Green Carpet di Sanremo — ribattezzato negli ultimi anni Eni Carpet — conferma la sua vocazione: un luogo dove moda e musica si incontrano, si sfidano e si raccontano. In vista della 76ª edizione del Festival, i protagonisti hanno messo in scena una sfilata di capispalla pensati per le serate liguri: cappotti dalle forme scultoree, pellicce reinterpretate in chiave glamour, giacche di pelle che richiamano un’estetica rock.
Cappotti in primo piano: funzione ed effetto scenico
Sul tappeto verde, il soprabito ha avuto un ruolo da protagonista. Lunga trama di cappotti doppiopetto, mantelle e coat con strascico: pezzi che rispondono al freddo ma soprattutto servono a costruire un’impronta visiva forte. Le cromie vanno dal nero profondo alle tonalità più sobrie, con tagli studiati per allungare la figura e marcare la presenza sul palco. L’occhio del pubblico — e delle telecamere — si è fermato su dettagli come le spalle, il motivo del tessuto e il taglio, elementi che fanno la differenza quando un look deve funzionare anche a distanza.
Accessori che trasformano
Spille art déco, parure vistose, cravatte oversize: piccoli tocchi hanno trasformato capi classici in dichiarazioni d’intento. È bastato un cappotto ricamato con fiamme o una maxi pelliccia eco per rendere indimenticabile un outfit. Il gioco degli accessori ha creato gerarchie visive nette: chi osa conquista lo sguardo, chi resta sul classico punta sulla raffinatezza. Questi particolari guidano la lettura dell’outfit tanto quanto il taglio o il tessuto.
Il femminile: couture e teatralità
Le proposte femminili oscillano tra sartorialità misurata e vera e propria messa in scena. Alcune artiste hanno scelto linee pulite con accenti di colore; altre, abiti da sera dall’alto valore scenografico. Gioielli importanti e tessuti pregiati servono a costruire figure riconoscibili, segnando subito l’intenzione comunicativa dell’artista per l’intera settimana festivaliera.

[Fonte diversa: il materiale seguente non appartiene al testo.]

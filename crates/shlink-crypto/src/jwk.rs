//! JSON Web Keys for Ed25519 (`kty: "OKP"`, `crv: "Ed25519"`) and their
//! RFC 7638 thumbprints.

use serde::{Deserialize, Serialize};
use std::fmt;

use crate::error::{CryptoError, CryptoResult};
use crate::hash::ContentHash;
use crate::keypair::PublicKey;

/// JWS algorithm name for Ed25519 signatures.
pub const ALG_EDDSA: &str = "EdDSA";

const KTY_OKP: &str = "OKP";
const CRV_ED25519: &str = "Ed25519";

/// A public JSON Web Key as carried in a GNAP `client.key.jwk` member.
#[derive(Debug, Clone, PartialEq, Eq, Serialize, Deserialize)]
pub struct Jwk {
    /// Key type.
    pub kty: String,
    /// Curve name.
    pub crv: String,
    /// Base64url public key bytes.
    pub x: String,
    /// Key id declared by the client (informational only).
    #[serde(default, skip_serializing_if = "Option::is_none")]
    pub kid: Option<String>,
    /// Declared algorithm.
    #[serde(default, skip_serializing_if = "Option::is_none")]
    pub alg: Option<String>,
    /// Declared key use.
    #[serde(default, rename = "use", skip_serializing_if = "Option::is_none")]
    pub key_use: Option<String>,
}

impl Jwk {
    /// Describe a public key, with `kid` set to its thumbprint.
    #[must_use]
    pub fn from_public_key(key: &PublicKey) -> Self {
        Self {
            kty: KTY_OKP.to_owned(),
            crv: CRV_ED25519.to_owned(),
            x: key.to_base64url(),
            kid: Some(key.thumbprint().into_string()),
            alg: Some(ALG_EDDSA.to_owned()),
            key_use: Some("sig".to_owned()),
        }
    }

    /// Decode the verifying key this JWK describes.
    ///
    /// # Errors
    ///
    /// Returns [`CryptoError::UnsupportedKey`] for anything other than an
    /// Ed25519 OKP key, [`CryptoError::UnsupportedAlgorithm`] when `alg` is
    /// declared as something other than `EdDSA`, or a decoding error for `x`.
    pub fn public_key(&self) -> CryptoResult<PublicKey> {
        if self.kty != KTY_OKP || self.crv != CRV_ED25519 {
            return Err(CryptoError::UnsupportedKey {
                kty: self.kty.clone(),
                crv: self.crv.clone(),
            });
        }
        if let Some(alg) = &self.alg
            && alg != ALG_EDDSA
        {
            return Err(CryptoError::UnsupportedAlgorithm(alg.clone()));
        }
        PublicKey::from_base64url(&self.x)
    }

    /// Thumbprint of the key this JWK describes.
    ///
    /// # Errors
    ///
    /// Same as [`Jwk::public_key`].
    pub fn thumbprint(&self) -> CryptoResult<KeyThumbprint> {
        Ok(self.public_key()?.thumbprint())
    }
}

/// RFC 7638 JWK thumbprint: base64url SHA-256 over the canonical
/// `{"crv","kty","x"}` member set.
///
/// The thumbprint is the client's stable key identifier and the root of its
/// namespace. It only contains the base64url alphabet, so it is safe as a
/// URL path segment.
#[derive(Debug, Clone, PartialEq, Eq, Hash, PartialOrd, Ord, Serialize, Deserialize)]
#[serde(transparent)]
pub struct KeyThumbprint(String);

impl KeyThumbprint {
    /// Compute the thumbprint of a public key.
    #[must_use]
    pub fn of(key: &PublicKey) -> Self {
        let canonical = format!(
            r#"{{"crv":"{CRV_ED25519}","kty":"{KTY_OKP}","x":"{}"}}"#,
            key.to_base64url()
        );
        Self(ContentHash::hash(canonical.as_bytes()).to_base64url())
    }

    /// Borrow as a string slice.
    #[must_use]
    pub fn as_str(&self) -> &str {
        &self.0
    }

    /// Consume into the underlying string.
    #[must_use]
    pub fn into_string(self) -> String {
        self.0
    }
}

impl fmt::Display for KeyThumbprint {
    fn fmt(&self, f: &mut fmt::Formatter<'_>) -> fmt::Result {
        f.write_str(&self.0)
    }
}

impl From<String> for KeyThumbprint {
    /// Wrap a previously computed thumbprint, e.g. one read back from a path.
    fn from(value: String) -> Self {
        Self(value)
    }
}

impl AsRef<str> for KeyThumbprint {
    fn as_ref(&self) -> &str {
        &self.0
    }
}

La tensione tra audacia e controllo è palpabile: scollature e silhouette sirena convivono con soprabiti che nascondono e allo stesso tempo definiscono la forma. Questa contrapposizione orienta la copertura mediatica e il dibattito online, mostrando quanto il rischio calcolato sia spesso premiato con visibilità.
Moda maschile: tagli netti e dettagli audaci
Sul fronte maschile prevale un tailoring contemporaneo, attento alla linea. Cappotti longilinei, bomber slim, giacche di pelle con tagli sartoriali pensati per valorizzare la figura: questi sono stati i leitmotiv. Molti look si sono poi arricchiti di spille preziose, catene e anelli, spostando l’attenzione dal semplice contrasto cromatico al dettaglio ornato. Tacchi e stivaletti dal gusto rock hanno inoltre contribuito a dilatare i confini del guardaroba formale, indicando una stagione che gioca sull’ibridazione dei codici di genere.
Tendenze e volti
Tra i trend emersi figurano eco-fur, lavallière e total look monocromatici. Alcuni artisti hanno scelto pellicce sintetiche per amplificare l’effetto scena; altri hanno rilett o la camicia con fiocco in chiave maschile. La convivenza di linguaggi diversi — dal rap alla tradizione più classica — mette in luce la pluralità stilistica attuale e una strategia di grande impatto visivo: più contaminazione, più visibilità.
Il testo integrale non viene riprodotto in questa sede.